Description of the task:
The answer is every record that follows, printed exactly.

(Stored data entries)
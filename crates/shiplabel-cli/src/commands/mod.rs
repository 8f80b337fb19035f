//! Subcommands and the helpers they share.

pub mod config;
pub mod extract;
pub mod generate;
pub mod manual;

use std::fs;
use std::path::{Path, PathBuf};

use clap::{Args, ValueEnum};
use console::style;
use tracing::debug;

use shiplabel_core::models::config::{DeliveryMode, LabelConfig, LabelTemplate};
use shiplabel_core::{package, BatchOutcome, BatchReport};

/// Default configuration file location.
pub fn default_config_path() -> PathBuf {
    dirs::config_dir()
        .unwrap_or_else(|| PathBuf::from("."))
        .join("shiplabel")
        .join("config.json")
}

/// The `--config` path if given, otherwise the default location.
pub fn config_path(explicit: Option<&str>) -> PathBuf {
    explicit.map(PathBuf::from).unwrap_or_else(default_config_path)
}

/// Load configuration: an explicit path must exist, the default one may not.
pub fn load_config(explicit: Option<&str>) -> anyhow::Result<LabelConfig> {
    match explicit {
        Some(path) => Ok(LabelConfig::from_file(Path::new(path))?),
        None => {
            let path = default_config_path();
            if path.exists() {
                debug!("Using configuration from {}", path.display());
                Ok(LabelConfig::from_file(&path)?)
            } else {
                Ok(LabelConfig::default())
            }
        }
    }
}

#[derive(Clone, Copy, Debug, ValueEnum)]
pub enum TemplateArg {
    /// One page per piece
    Single,
    /// Two pages (A and B) per piece
    Dual,
}

impl From<TemplateArg> for LabelTemplate {
    fn from(arg: TemplateArg) -> Self {
        match arg {
            TemplateArg::Single => LabelTemplate::Single,
            TemplateArg::Dual => LabelTemplate::Dual,
        }
    }
}

/// Layout and delivery flags shared by `generate` and `manual`.
#[derive(Args)]
pub struct OutputArgs {
    /// Output directory
    #[arg(short, long, default_value = ".")]
    pub output_dir: PathBuf,

    /// Deliver one merged PDF instead of a ZIP archive
    #[arg(long)]
    pub merged: bool,

    /// Label template
    #[arg(short, long, value_enum)]
    pub template: Option<TemplateArg>,

    /// Do not draw barcodes
    #[arg(long)]
    pub no_barcode: bool,

    /// Timezone for the output file name (`local` or an IANA name)
    #[arg(long)]
    pub timezone: Option<String>,

    /// Output file name prefix
    #[arg(long)]
    pub prefix: Option<String>,
}

impl OutputArgs {
    /// Apply command-line overrides on top of the loaded configuration.
    pub fn apply(&self, config: &mut LabelConfig) {
        if self.merged {
            config.output.delivery = DeliveryMode::Merged;
        }
        if let Some(template) = self.template {
            config.layout.template = template.into();
        }
        if self.no_barcode {
            config.barcode.enabled = false;
        }
        if let Some(timezone) = &self.timezone {
            config.output.timezone = timezone.clone();
        }
        if let Some(prefix) = &self.prefix {
            config.output.file_prefix = prefix.clone();
        }
    }
}

/// Print batch diagnostics, package the labels and write the deliverable.
///
/// Returns the written path, or `None` when the batch produced no labels.
pub fn deliver(
    report: &BatchReport,
    config: &LabelConfig,
    output_dir: &Path,
) -> anyhow::Result<Option<PathBuf>> {
    for failure in &report.document_errors {
        eprintln!(
            "{} Could not read {}: {}",
            style("✗").red(),
            failure.document,
            failure.reason
        );
    }
    for skipped in &report.skipped {
        let location = if skipped.document.is_empty() {
            format!("row {}", skipped.page)
        } else {
            format!("{} page {}", skipped.document, skipped.page)
        };
        eprintln!(
            "{} Skipped {} ({}): {}",
            style("⚠").yellow(),
            skipped.reference,
            location,
            skipped.reason
        );
    }

    if report.outcome() == BatchOutcome::Empty {
        println!("{} {}", style("⚠").yellow(), report.summary());
        return Ok(None);
    }

    let timestamp = config.output.timestamp()?;
    let deliverable = package(&report.labels, &config.output, &timestamp)?;

    fs::create_dir_all(output_dir)?;
    let path = output_dir.join(&deliverable.filename);
    fs::write(&path, &deliverable.data)?;

    println!("{} {}", style("✓").green(), report.summary());
    println!(
        "{} Labels written to {}",
        style("✓").green(),
        path.display()
    );

    Ok(Some(path))
}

Response below:
filename crates/shiplabel-cli/src/commands/mod.rs
repository 8f80b337fb19035f
//! Subcommands and the helpers they share.

pub mod config;
pub mod extract;
pub mod generate;
pub mod manual;

use std::fs;
use std::path::{Path, PathBuf};

use clap::{Args, ValueEnum};
use console::style;
use tracing::debug;

use shiplabel_core::models::config::{DeliveryMode, LabelConfig, LabelTemplate};
use shiplabel_core::{package, BatchOutcome, BatchReport};

/// Default configuration file location.
pub fn default_config_path() -> PathBuf {
    dirs::config_dir()
        .unwrap_or_else(|| PathBuf::from("."))
        .join("shiplabel")
        .join("config.json")
}

/// The `--config` path if given, otherwise the default location.
pub fn config_path(explicit: Option<&str>) -> PathBuf {
    explicit.map(PathBuf::from).unwrap_or_else(default_config_path)
}

/// Load configuration: an explicit path must exist, the default one may not.
pub fn load_config(explicit: Option<&str>) -> anyhow::Result<LabelConfig> {
    match explicit {
        Some(path) => Ok(LabelConfig::from_file(Path::new(path))?),
        None => {
            let path = default_config_path();
            if path.exists() {
                debug!("Using configuration from {}", path.display());
                Ok(LabelConfig::from_file(&path)?)
            } else {
                Ok(LabelConfig::default())
            }
        }
    }
}

#[derive(Clone, Copy, Debug, ValueEnum)]
pub enum TemplateArg {
    /// One page per piece
    Single,
    /// Two pages (A and B) per piece
    Dual,
}

impl From<TemplateArg> for LabelTemplate {
    fn from(arg: TemplateArg) -> Self {
        match arg {
            TemplateArg::Single => LabelTemplate::Single,
            TemplateArg::Dual => LabelTemplate::Dual,
        }
    }
}

/// Layout and delivery flags shared by `generate` and `manual`.
#[derive(Args)]
pub struct OutputArgs {
    /// Output directory
    #[arg(short, long, default_value = ".")]
    pub output_dir: PathBuf,

    /// Deliver one merged PDF instead of a ZIP archive
    #[arg(long)]
    pub merged: bool,

    /// Label template
    #[arg(short, long, value_enum)]
    pub template: Option<TemplateArg>,

    /// Do not draw barcodes
    #[arg(long)]
    pub no_barcode: bool,

    /// Timezone for the output file name (`local` or an IANA name)
    #[arg(long)]
    pub timezone: Option<String>,

    /// Output file name prefix
    #[arg(long)]
    pub prefix: Option<String>,
}

impl OutputArgs {
    /// Apply command-line overrides on top of the loaded configuration.
    pub fn apply(&self, config: &mut LabelConfig) {
        if self.merged {
            config.output.delivery = DeliveryMode::Merged;
        }
        if let Some(template) = self.template {
            config.layout.template = template.into();
        }
        if self.no_barcode {
            config.barcode.enabled = false;
        }
        if let Some(timezone) = &self.timezone {
            config.output.timezone = timezone.clone();
        }
        if let Some(prefix) = &self.prefix {
            config.output.file_prefix = prefix.clone();
        }
    }
}

/// Print batch diagnostics, package the labels and write the deliverable.
///
/// Returns the written path, or `None` when the batch produced no labels.
pub fn deliver(
    report: &BatchReport,
    config: &LabelConfig,
    output_dir: &Path,
) -> anyhow::Result<Option<PathBuf>> {
    for failure in &report.document_errors {
        eprintln!(
            "{} Could not read {}: {}",
            style("✗").red(),
            failure.document,
            failure.reason
        );
    }
    for skipped in &report.skipped {
        let location = if skipped.document.is_empty() {
            format!("row {}", skipped.page)
        } else {
            format!("{} page {}", skipped.document, skipped.page)
        };
        eprintln!(
            "{} Skipped {} ({}): {}",
            style("⚠").yellow(),
            skipped.reference,
            location,
            skipped.reason
        );
    }

    if report.outcome() == BatchOutcome::Empty {
        println!("{} {}", style("⚠").yellow(), report.summary());
        return Ok(None);
    }

    let timestamp = config.output.timestamp()?;
    let deliverable = package(&report.labels, &config.output, &timestamp)?;

    fs::create_dir_all(output_dir)?;
    let path = output_dir.join(&deliverable.filename);
    fs::write(&path, &deliverable.data)?;

    println!("{} {}", style("✓").green(), report.summary());
    println!(
        "{} Labels written to {}",
        style("✓").green(),
        path.display()
    );

    Ok(Some(path))
}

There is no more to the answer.